Friday, December 19, 2008

Bad News for [Print] Newspapers

The Detroit Free Press and Detroit News announced Tuesday that they plan to reduce home delivery to just Thursday, Friday, and Saturday. Arizona’s East Valley Tribune (out of Mesa) will switch from a daily to a four-day-a-week paper next month. All per CNN and many other sources.

And we all know the Christian Science Monitor will halt its daily print edition in spring, right? The alternative these papers faced was to cut more staff, which means less news.

The writing’s on the wall…rather, on the screen. Without ad revenue, and with drops in circulations, increasing printing and transport costs, with the old business model isn’t practical.

James Rainey wrote a column on this in the Los Angeles Times. He speaks of how many readers cannot start the day without their morning paper—a feeling I share. But I remember a time when working stiffs felt they couldn’t survive without their afternoon paper—that was when they had the time to read it, and the news was fresher. But does any daily come out in the afternoon anymore? We all adjusted.

Rainy quotes reporters in Detroit, who talk about their investigative journalism and how vital it is. If newspapers can’t make money, how can they practice their craft? He also gives the opinion of Alan Mutter, former reporter and UC Berkeley prof who teaches graduate journalism students “how news continues in an age of ‘disruptive technology’.”

That phrase is wonderful. Disruptive technology—not on a personal level (like a cell phone ringing during a conversation) but culturally. Our technology is not just evolving and improving, it’s disrupting patterns and traditions that have shaped our lives for generations.

Mutter says “The Internet will NEVER replace the newspaper.” Sic. Why? “I can easily take my newspaper with me and read it anyplace. Reading a printed newspaper will be around forever.”

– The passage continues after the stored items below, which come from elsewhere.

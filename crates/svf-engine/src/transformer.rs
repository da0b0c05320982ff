//! Table transformer - rebuild, validate, deduplicate
//!
//! One transform is one transaction. The silver table is replaced
//! wholesale from its source query (zero rows empties it), quality
//! rules quarantine failing rows, duplicates are removed, and only then
//! does the transaction commit - a consumer never observes a table
//! mid-rebuild. On any failure the transaction rolls back and the table
//! must be retried from the rebuild step; there is no resuming
//! mid-validation.

use crate::audit::{AuditStore, RejectionSink};
use crate::dedup::Deduplicator;
use crate::error::{EngineError, EngineResult};
use crate::validator::QualityValidator;
use log::{info, warn};
use std::time::Instant;
use svf_core::spec::TableSpec;
use svf_core::sql_utils::{quote_ident, quote_qualified};
use svf_core::TransformReport;
use svf_db::Database;

/// Schema holding the engine's output tables
pub const SILVER_SCHEMA: &str = "silver";

/// Internal ingestion-order column, assigned at rebuild and dropped
/// before commit. The dedup tie-break is computed over it so the
/// first-seen policy does not depend on storage-engine internals.
pub const ROW_SEQ_COLUMN: &str = "_row_seq";

/// Rebuilds one silver table and runs validation and deduplication
/// against it
pub struct TableTransformer<'a> {
    db: &'a dyn Database,
    audit: &'a AuditStore<'a>,
}

impl<'a> TableTransformer<'a> {
    /// Create a transformer over a database handle and audit store
    pub fn new(db: &'a dyn Database, audit: &'a AuditStore<'a>) -> Self {
        Self { db, audit }
    }

    /// Transform one table as a single unit of work
    pub async fn transform(&self, spec: &TableSpec) -> EngineResult<TransformReport> {
        self.db
            .begin()
            .await
            .map_err(|source| EngineError::Rebuild {
                table: spec.name.clone(),
                source,
            })?;

        match self.transform_inner(spec).await {
            Ok(report) => {
                self.db
                    .commit()
                    .await
                    .map_err(|source| EngineError::Finalize {
                        table: spec.name.clone(),
                        source,
                    })?;
                Ok(report)
            }
            Err(err) => {
                // Best effort; the original error is the one to report.
                let _ = self.db.rollback().await;
                Err(err)
            }
        }
    }

    async fn transform_inner(&self, spec: &TableSpec) -> EngineResult<TransformReport> {
        let started = Instant::now();
        let qualified = quote_qualified(&format!("{}.{}", SILVER_SCHEMA, spec.name));
        let seq = quote_ident(ROW_SEQ_COLUMN);

        // 1. Rebuild: replace contents wholesale, tagging each row with
        // its position in the source query's output.
        let source = spec.source_query.trim().trim_end_matches(';');
        let select = format!("SELECT row_number() OVER () AS {seq}, q.* FROM ({source}) AS q");
        self.db
            .create_table_as(&format!("{}.{}", SILVER_SCHEMA, spec.name), &select, true)
            .await
            .map_err(|source| EngineError::Rebuild {
                table: spec.name.clone(),
                source,
            })?;

        let rows_loaded = self
            .db
            .query_count(&format!("SELECT * FROM {qualified}"))
            .await
            .map_err(|source| EngineError::Rebuild {
                table: spec.name.clone(),
                source,
            })?;
        info!("Rebuilt {} ({} rows)", spec.name, rows_loaded);

        // 2. Validate
        let validator = QualityValidator::new(self.db);
        let mut sink = RejectionSink::new(self.audit, &spec.name);
        let outcome = validator.validate(&qualified, spec, &mut sink).await?;
        if outcome.rows_removed > 0 {
            info!(
                "Quarantined {} rows from {} across {} rules",
                outcome.rows_removed,
                spec.name,
                spec.rules.len()
            );
        }

        // Null-key rows that survived validation are left in place; the
        // spec for this table is missing a missing-ID rule.
        let null_key_rows = self
            .db
            .query_count(&format!(
                "SELECT * FROM {qualified} WHERE {} IS NULL",
                quote_ident(&spec.primary_key)
            ))
            .await
            .map_err(|source| EngineError::Dedup {
                table: spec.name.clone(),
                source,
            })?;
        if null_key_rows > 0 {
            warn!(
                "{}: {} rows with NULL primary key \"{}\" survived validation and were not deduplicated",
                spec.name, null_key_rows, spec.primary_key
            );
        }

        // 3. Deduplicate, then drop the ordering column
        let dedup = Deduplicator::new(self.db);
        let duplicates_removed = dedup
            .deduplicate(&qualified, &spec.name, &spec.primary_key)
            .await?;

        self.db
            .execute(&format!("ALTER TABLE {qualified} DROP COLUMN {seq}"))
            .await
            .map_err(|source| EngineError::Finalize {
                table: spec.name.clone(),
                source,
            })?;

        let final_rows = self
            .db
            .query_count(&format!("SELECT * FROM {qualified}"))
            .await
            .map_err(|source| EngineError::Finalize {
                table: spec.name.clone(),
                source,
            })?;

        Ok(TransformReport {
            table: spec.name.clone(),
            rows_loaded,
            rejections: outcome.rejections,
            duplicates_removed,
            null_key_rows,
            final_rows,
            duration_ms: started.elapsed().as_millis() as u64,
        })
    }
}
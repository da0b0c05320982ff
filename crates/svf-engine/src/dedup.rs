//! Primary-key deduplication
//!
//! Within each primary-key group, the row with the lowest ingestion
//! sequence number survives - first-seen wins, computed over the
//! explicit ordering column assigned at rebuild, never storage-engine
//! row identity. Rows with a NULL key are excluded from grouping and
//! left untouched; they should already have been quarantined by a
//! missing-ID rule. Removal is data hygiene: nothing is written to the
//! audit store.

use crate::error::{EngineError, EngineResult};
use crate::transformer::ROW_SEQ_COLUMN;
use log::debug;
use svf_core::sql_utils::quote_ident;
use svf_db::Database;

/// Removes duplicate primary-key rows from a rebuilt table
pub struct Deduplicator<'a> {
    db: &'a dyn Database,
}

impl<'a> Deduplicator<'a> {
    /// Create a deduplicator over a database handle
    pub fn new(db: &'a dyn Database) -> Self {
        Self { db }
    }

    /// Deduplicate `qualified` (a quoted, schema-qualified name) on
    /// `primary_key`, returning the number of rows discarded.
    pub async fn deduplicate(
        &self,
        qualified: &str,
        table: &str,
        primary_key: &str,
    ) -> EngineResult<usize> {
        let seq = quote_ident(ROW_SEQ_COLUMN);
        let pk = quote_ident(primary_key);

        let sql = format!(
            "DELETE FROM {qualified} \
             WHERE {seq} IN ( \
                 SELECT {seq} FROM ( \
                     SELECT {seq}, \
                            row_number() OVER (PARTITION BY {pk} ORDER BY {seq}) AS dup_rank \
                     FROM {qualified} \
                     WHERE {pk} IS NOT NULL \
                 ) ranked \
                 WHERE dup_rank > 1 \
             )"
        );

        let removed = self
            .db
            .execute(&sql)
            .await
            .map_err(|source| EngineError::Dedup {
                table: table.to_string(),
                source,
            })?;

        debug!("Deduplicated {}: {} duplicate rows removed", table, removed);
        Ok(removed)
    }
}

He’s the expert, but IMHO that’s wishful thinking. I can envision an expanded Kindle that can be taken anywhere and a subscription that automatically downloads and updates a daily, printed newspaper—but printed onscreen. And I would enjoy that; I won’t miss the smudge marks on my fingertips. Really. I just hope they come up with an affordable version of that before my Los Angeles Times stops delivery.